#### [EXERCISE]
Within the listing below, show every line that contains the word "struct".

#### [STUDY MATERIAL]
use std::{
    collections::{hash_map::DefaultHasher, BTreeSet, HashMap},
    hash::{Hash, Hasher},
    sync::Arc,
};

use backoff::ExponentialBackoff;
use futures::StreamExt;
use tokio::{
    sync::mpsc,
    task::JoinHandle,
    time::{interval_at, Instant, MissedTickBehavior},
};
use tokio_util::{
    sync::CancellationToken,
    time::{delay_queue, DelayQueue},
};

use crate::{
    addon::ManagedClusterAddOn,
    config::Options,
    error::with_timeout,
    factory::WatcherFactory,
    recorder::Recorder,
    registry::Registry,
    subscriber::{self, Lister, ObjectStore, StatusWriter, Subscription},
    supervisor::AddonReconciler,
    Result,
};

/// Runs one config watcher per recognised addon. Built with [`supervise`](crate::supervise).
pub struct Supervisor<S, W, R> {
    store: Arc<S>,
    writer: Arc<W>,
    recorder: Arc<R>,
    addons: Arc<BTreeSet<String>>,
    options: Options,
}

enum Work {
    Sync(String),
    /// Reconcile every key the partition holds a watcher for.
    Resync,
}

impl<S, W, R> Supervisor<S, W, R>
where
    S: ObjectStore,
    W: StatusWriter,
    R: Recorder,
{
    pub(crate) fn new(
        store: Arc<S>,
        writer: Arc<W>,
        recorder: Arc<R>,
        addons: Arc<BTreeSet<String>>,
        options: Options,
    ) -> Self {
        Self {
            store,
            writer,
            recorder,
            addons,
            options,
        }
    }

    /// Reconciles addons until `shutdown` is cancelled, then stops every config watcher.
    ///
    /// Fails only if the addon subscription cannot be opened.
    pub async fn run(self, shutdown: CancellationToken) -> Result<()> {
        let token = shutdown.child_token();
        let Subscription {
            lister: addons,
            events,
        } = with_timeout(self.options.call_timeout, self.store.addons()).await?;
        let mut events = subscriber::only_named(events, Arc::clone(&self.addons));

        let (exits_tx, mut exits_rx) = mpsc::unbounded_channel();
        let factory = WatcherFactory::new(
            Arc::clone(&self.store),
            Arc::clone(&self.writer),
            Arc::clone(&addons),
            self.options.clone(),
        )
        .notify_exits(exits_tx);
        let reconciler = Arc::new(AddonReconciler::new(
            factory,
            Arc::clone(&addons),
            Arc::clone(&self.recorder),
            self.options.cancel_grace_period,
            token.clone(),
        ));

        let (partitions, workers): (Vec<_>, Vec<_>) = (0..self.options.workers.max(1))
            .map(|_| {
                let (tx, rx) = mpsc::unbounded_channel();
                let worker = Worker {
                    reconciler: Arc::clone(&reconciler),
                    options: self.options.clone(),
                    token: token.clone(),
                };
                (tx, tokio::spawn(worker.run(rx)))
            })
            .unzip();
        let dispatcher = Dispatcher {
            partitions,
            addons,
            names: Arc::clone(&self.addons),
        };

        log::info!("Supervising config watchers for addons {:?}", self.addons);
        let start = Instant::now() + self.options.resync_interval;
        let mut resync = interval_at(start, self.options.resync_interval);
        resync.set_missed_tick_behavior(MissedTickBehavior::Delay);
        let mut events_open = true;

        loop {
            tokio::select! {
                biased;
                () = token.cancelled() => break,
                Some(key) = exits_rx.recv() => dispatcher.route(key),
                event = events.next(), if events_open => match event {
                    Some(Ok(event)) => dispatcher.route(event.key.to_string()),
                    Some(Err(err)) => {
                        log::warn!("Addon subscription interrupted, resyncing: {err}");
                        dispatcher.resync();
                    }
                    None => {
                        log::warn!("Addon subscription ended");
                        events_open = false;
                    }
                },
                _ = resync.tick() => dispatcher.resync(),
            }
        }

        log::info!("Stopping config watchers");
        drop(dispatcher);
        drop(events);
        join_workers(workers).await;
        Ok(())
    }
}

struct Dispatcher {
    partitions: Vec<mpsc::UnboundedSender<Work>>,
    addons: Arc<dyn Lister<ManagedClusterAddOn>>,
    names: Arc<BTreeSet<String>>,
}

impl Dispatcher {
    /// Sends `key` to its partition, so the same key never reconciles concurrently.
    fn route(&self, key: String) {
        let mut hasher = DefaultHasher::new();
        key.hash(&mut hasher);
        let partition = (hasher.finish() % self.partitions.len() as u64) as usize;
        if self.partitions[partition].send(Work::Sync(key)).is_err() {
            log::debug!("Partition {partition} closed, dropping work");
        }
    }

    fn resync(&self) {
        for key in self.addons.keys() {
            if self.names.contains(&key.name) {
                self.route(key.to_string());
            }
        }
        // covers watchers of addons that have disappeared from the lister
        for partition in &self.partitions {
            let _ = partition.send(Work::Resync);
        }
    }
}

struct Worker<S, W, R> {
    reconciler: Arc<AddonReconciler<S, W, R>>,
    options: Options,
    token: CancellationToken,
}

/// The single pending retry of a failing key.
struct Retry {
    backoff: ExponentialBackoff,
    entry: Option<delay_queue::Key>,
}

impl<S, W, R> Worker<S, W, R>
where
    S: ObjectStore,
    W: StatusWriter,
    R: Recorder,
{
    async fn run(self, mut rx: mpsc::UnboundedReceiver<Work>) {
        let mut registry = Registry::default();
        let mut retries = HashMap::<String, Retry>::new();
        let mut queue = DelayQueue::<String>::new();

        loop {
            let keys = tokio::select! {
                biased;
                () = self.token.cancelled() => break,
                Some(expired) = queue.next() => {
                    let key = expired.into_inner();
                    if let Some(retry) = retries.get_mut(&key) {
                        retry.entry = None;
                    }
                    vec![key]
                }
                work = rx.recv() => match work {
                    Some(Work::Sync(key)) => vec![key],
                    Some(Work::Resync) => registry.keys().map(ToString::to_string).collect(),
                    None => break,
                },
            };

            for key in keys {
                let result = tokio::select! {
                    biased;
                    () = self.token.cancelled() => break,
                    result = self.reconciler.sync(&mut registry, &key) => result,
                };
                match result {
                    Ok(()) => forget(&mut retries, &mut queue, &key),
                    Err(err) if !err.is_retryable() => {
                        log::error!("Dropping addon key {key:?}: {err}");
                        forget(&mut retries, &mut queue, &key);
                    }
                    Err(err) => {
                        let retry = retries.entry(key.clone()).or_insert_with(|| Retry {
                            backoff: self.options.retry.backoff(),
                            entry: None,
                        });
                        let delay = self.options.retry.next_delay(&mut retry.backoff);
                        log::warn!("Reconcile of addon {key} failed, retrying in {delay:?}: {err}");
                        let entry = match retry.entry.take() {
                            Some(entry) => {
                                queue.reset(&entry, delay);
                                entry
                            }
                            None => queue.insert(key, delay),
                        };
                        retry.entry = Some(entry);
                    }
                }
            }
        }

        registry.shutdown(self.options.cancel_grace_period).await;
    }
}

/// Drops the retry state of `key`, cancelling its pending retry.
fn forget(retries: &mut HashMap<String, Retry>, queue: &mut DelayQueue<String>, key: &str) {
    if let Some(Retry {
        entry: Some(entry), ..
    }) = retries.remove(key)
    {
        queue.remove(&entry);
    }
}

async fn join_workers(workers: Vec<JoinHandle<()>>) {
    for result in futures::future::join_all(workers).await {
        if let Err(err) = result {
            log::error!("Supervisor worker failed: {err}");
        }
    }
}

#### [RESPONSE AREA]
pub struct Supervisor<S, W, R> {
struct Dispatcher {
struct Worker<S, W, R> {
struct Retry {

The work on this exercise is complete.